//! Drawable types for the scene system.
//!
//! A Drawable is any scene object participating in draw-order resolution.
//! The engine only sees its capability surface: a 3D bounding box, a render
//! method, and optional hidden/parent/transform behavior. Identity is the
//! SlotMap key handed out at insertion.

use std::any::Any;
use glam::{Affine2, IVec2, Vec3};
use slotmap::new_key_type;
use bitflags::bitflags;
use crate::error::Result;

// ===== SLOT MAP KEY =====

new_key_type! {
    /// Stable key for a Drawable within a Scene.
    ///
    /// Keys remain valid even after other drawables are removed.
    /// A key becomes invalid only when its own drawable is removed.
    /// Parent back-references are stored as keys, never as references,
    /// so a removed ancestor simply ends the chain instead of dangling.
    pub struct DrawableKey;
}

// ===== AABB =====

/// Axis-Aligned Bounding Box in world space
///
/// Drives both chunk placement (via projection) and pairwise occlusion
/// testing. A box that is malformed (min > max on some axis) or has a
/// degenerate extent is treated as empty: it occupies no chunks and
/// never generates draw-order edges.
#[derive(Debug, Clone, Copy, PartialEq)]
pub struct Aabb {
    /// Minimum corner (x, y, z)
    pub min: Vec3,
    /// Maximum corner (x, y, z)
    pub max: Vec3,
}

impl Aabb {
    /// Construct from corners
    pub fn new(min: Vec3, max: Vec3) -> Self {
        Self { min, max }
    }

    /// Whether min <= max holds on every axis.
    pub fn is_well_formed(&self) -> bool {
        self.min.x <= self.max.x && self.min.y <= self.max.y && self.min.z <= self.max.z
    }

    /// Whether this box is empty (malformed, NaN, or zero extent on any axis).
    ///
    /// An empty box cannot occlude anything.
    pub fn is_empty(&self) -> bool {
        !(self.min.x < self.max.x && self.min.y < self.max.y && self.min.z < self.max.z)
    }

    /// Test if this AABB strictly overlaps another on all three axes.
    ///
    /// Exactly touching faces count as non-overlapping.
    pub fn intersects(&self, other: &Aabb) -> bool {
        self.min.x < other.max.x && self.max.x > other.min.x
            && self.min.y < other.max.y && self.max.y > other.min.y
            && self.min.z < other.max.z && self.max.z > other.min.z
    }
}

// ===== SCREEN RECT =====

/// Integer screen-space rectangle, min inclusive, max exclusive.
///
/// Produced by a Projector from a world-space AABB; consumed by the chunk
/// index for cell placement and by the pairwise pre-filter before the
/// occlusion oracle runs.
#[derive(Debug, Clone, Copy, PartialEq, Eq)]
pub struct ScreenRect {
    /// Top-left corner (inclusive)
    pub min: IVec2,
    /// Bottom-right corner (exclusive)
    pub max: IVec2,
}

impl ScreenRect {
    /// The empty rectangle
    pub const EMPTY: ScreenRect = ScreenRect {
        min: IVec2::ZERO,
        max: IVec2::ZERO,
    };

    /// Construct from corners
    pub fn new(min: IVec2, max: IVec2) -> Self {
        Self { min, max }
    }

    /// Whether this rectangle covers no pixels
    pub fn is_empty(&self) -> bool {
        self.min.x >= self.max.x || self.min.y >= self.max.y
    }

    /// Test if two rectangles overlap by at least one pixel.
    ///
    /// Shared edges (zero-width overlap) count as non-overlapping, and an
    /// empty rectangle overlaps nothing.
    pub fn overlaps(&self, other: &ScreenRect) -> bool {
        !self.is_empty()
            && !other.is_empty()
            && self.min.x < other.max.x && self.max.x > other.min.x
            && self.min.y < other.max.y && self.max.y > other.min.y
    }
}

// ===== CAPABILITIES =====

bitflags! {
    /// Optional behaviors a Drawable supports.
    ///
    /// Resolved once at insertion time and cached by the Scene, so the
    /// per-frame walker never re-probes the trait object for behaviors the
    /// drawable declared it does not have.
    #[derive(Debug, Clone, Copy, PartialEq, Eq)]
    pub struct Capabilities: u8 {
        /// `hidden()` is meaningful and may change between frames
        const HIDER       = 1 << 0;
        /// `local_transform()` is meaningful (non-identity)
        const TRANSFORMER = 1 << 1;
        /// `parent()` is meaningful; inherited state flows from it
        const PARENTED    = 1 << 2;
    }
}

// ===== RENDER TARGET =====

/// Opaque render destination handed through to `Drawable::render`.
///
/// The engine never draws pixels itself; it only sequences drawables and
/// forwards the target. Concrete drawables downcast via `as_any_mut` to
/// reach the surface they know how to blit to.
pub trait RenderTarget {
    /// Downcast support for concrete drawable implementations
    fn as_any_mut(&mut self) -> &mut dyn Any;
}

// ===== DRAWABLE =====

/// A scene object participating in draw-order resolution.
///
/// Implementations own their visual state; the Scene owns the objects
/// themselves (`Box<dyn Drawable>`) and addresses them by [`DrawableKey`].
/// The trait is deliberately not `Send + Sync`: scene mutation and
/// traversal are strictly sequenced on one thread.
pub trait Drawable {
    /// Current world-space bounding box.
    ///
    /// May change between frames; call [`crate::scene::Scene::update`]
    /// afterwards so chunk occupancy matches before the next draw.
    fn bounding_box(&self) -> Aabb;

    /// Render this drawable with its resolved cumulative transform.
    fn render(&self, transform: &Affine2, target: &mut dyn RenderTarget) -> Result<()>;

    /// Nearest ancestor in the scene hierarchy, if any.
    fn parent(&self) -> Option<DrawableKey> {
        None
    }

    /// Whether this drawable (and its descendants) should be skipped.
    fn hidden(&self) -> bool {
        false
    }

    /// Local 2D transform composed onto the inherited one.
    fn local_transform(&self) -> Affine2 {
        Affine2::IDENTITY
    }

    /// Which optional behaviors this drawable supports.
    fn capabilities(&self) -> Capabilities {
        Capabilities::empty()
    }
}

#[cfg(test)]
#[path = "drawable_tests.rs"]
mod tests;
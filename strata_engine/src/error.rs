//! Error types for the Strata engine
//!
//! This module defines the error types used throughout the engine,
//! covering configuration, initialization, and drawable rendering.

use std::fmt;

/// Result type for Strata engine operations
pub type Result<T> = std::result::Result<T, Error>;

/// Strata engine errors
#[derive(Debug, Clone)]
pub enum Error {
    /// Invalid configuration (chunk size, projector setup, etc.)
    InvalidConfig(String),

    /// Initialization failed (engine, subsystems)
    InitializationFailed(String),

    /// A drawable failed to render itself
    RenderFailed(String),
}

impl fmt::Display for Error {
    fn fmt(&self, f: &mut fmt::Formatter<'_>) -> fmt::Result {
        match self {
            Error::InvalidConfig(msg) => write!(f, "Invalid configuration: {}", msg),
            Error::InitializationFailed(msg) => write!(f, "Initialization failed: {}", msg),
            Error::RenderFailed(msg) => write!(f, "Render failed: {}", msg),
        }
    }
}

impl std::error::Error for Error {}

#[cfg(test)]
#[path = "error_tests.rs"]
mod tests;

- - -

> [WHAT IS REQUIRED]
When you reach the end of the listing, print it again in full, exactly as given.

> [RESULT BELOW]
//! Drawable types for the scene system.
//!
//! A Drawable is any scene object participating in draw-order resolution.
//! The engine only sees its capability surface: a 3D bounding box, a render
//! method, and optional hidden/parent/transform behavior. Identity is the
//! SlotMap key handed out at insertion.

use std::any::Any;
use glam::{Affine2, IVec2, Vec3};
use slotmap::new_key_type;
use bitflags::bitflags;
use crate::error::Result;

// ===== SLOT MAP KEY =====

new_key_type! {
    /// Stable key for a Drawable within a Scene.
    ///
    /// Keys remain valid even after other drawables are removed.
    /// A key becomes invalid only when its own drawable is removed.
    /// Parent back-references are stored as keys, never as references,
    /// so a removed ancestor simply ends the chain instead of dangling.
    pub struct DrawableKey;
}

// ===== AABB =====

/// Axis-Aligned Bounding Box in world space
///
/// Drives both chunk placement (via projection) and pairwise occlusion
/// testing. A box that is malformed (min > max on some axis) or has a
/// degenerate extent is treated as empty: it occupies no chunks and
/// never generates draw-order edges.
#[derive(Debug, Clone, Copy, PartialEq)]
pub struct Aabb {
    /// Minimum corner (x, y, z)
    pub min: Vec3,
    /// Maximum corner (x, y, z)
    pub max: Vec3,
}

impl Aabb {
    /// Construct from corners
    pub fn new(min: Vec3, max: Vec3) -> Self {
        Self { min, max }
    }

    /// Whether min <= max holds on every axis.
    pub fn is_well_formed(&self) -> bool {
        self.min.x <= self.max.x && self.min.y <= self.max.y && self.min.z <= self.max.z
    }

    /// Whether this box is empty (malformed, NaN, or zero extent on any axis).
    ///
    /// An empty box cannot occlude anything.
    pub fn is_empty(&self) -> bool {
        !(self.min.x < self.max.x && self.min.y < self.max.y && self.min.z < self.max.z)
    }

    /// Test if this AABB strictly overlaps another on all three axes.
    ///
    /// Exactly touching faces count as non-overlapping.
    pub fn intersects(&self, other: &Aabb) -> bool {
        self.min.x < other.max.x && self.max.x > other.min.x
            && self.min.y < other.max.y && self.max.y > other.min.y
            && self.min.z < other.max.z && self.max.z > other.min.z
    }
}

// ===== SCREEN RECT =====

/// Integer screen-space rectangle, min inclusive, max exclusive.
///
/// Produced by a Projector from a world-space AABB; consumed by the chunk
/// index for cell placement and by the pairwise pre-filter before the
/// occlusion oracle runs.
#[derive(Debug, Clone, Copy, PartialEq, Eq)]
pub struct ScreenRect {
    /// Top-left corner (inclusive)
    pub min: IVec2,
    /// Bottom-right corner (exclusive)
    pub max: IVec2,
}

impl ScreenRect {
    /// The empty rectangle
    pub const EMPTY: ScreenRect = ScreenRect {
        min: IVec2::ZERO,
        max: IVec2::ZERO,
    };

    /// Construct from corners
    pub fn new(min: IVec2, max: IVec2) -> Self {
        Self { min, max }
    }

    /// Whether this rectangle covers no pixels
    pub fn is_empty(&self) -> bool {
        self.min.x >= self.max.x || self.min.y >= self.max.y
    }

    /// Test if two rectangles overlap by at least one pixel.
    ///
    /// Shared edges (zero-width overlap) count as non-overlapping, and an
    /// empty rectangle overlaps nothing.
    pub fn overlaps(&self, other: &ScreenRect) -> bool {
        !self.is_empty()
            && !other.is_empty()
            && self.min.x < other.max.x && self.max.x > other.min.x
            && self.min.y < other.max.y && self.max.y > other.min.y
    }
}

// ===== CAPABILITIES =====

bitflags! {
    /// Optional behaviors a Drawable supports.
    ///
    /// Resolved once at insertion time and cached by the Scene, so the
    /// per-frame walker never re-probes the trait object for behaviors the
    /// drawable declared it does not have.
    #[derive(Debug, Clone, Copy, PartialEq, Eq)]
    pub struct Capabilities: u8 {
        /// `hidden()` is meaningful and may change between frames
        const HIDER       = 1 << 0;
        /// `local_transform()` is meaningful (non-identity)
        const TRANSFORMER = 1 << 1;
        /// `parent()` is meaningful; inherited state flows from it
        const PARENTED    = 1 << 2;
    }
}

// ===== RENDER TARGET =====

/// Opaque render destination handed through to `Drawable::render`.
///
/// The engine never draws pixels itself; it only sequences drawables and
/// forwards the target. Concrete drawables downcast via `as_any_mut` to
/// reach the surface they know how to blit to.
pub trait RenderTarget {
    /// Downcast support for concrete drawable implementations
    fn as_any_mut(&mut self) -> &mut dyn Any;
}

// ===== DRAWABLE =====

/// A scene object participating in draw-order resolution.
///
/// Implementations own their visual state; the Scene owns the objects
/// themselves (`Box<dyn Drawable>`) and addresses them by [`DrawableKey`].
/// The trait is deliberately not `Send + Sync`: scene mutation and
/// traversal are strictly sequenced on one thread.
pub trait Drawable {
    /// Current world-space bounding box.
    ///
    /// May change between frames; call [`crate::scene::Scene::update`]
    /// afterwards so chunk occupancy matches before the next draw.
    fn bounding_box(&self) -> Aabb;

    /// Render this drawable with its resolved cumulative transform.
    fn render(&self, transform: &Affine2, target: &mut dyn RenderTarget) -> Result<()>;

    /// Nearest ancestor in the scene hierarchy, if any.
    fn parent(&self) -> Option<DrawableKey> {
        None
    }

    /// Whether this drawable (and its descendants) should be skipped.
    fn hidden(&self) -> bool {
        false
    }

    /// Local 2D transform composed onto the inherited one.
    fn local_transform(&self) -> Affine2 {
        Affine2::IDENTITY
    }

    /// Which optional behaviors this drawable supports.
    fn capabilities(&self) -> Capabilities {
        Capabilities::empty()
    }
}

#[cfg(test)]
#[path = "drawable_tests.rs"]
mod tests;
filename strata_engine/src/error.rs
//! Error types for the Strata engine
//!
//! This module defines the error types used throughout the engine,
//! covering configuration, initialization, and drawable rendering.

use std::fmt;

/// Result type for Strata engine operations
pub type Result<T> = std::result::Result<T, Error>;

/// Strata engine errors
#[derive(Debug, Clone)]
pub enum Error {
    /// Invalid configuration (chunk size, projector setup, etc.)
    InvalidConfig(String),

    /// Initialization failed (engine, subsystems)
    InitializationFailed(String),

    /// A drawable failed to render itself
    RenderFailed(String),
}

impl fmt::Display for Error {
    fn fmt(&self, f: &mut fmt::Formatter<'_>) -> fmt::Result {
        match self {
            Error::InvalidConfig(msg) => write!(f, "Invalid configuration: {}", msg),
            Error::InitializationFailed(msg) => write!(f, "Initialization failed: {}", msg),
            Error::RenderFailed(msg) => write!(f, "Render failed: {}", msg),
        }
    }
}

impl std::error::Error for Error {}

#[cfg(test)]
#[path = "error_tests.rs"]
mod tests;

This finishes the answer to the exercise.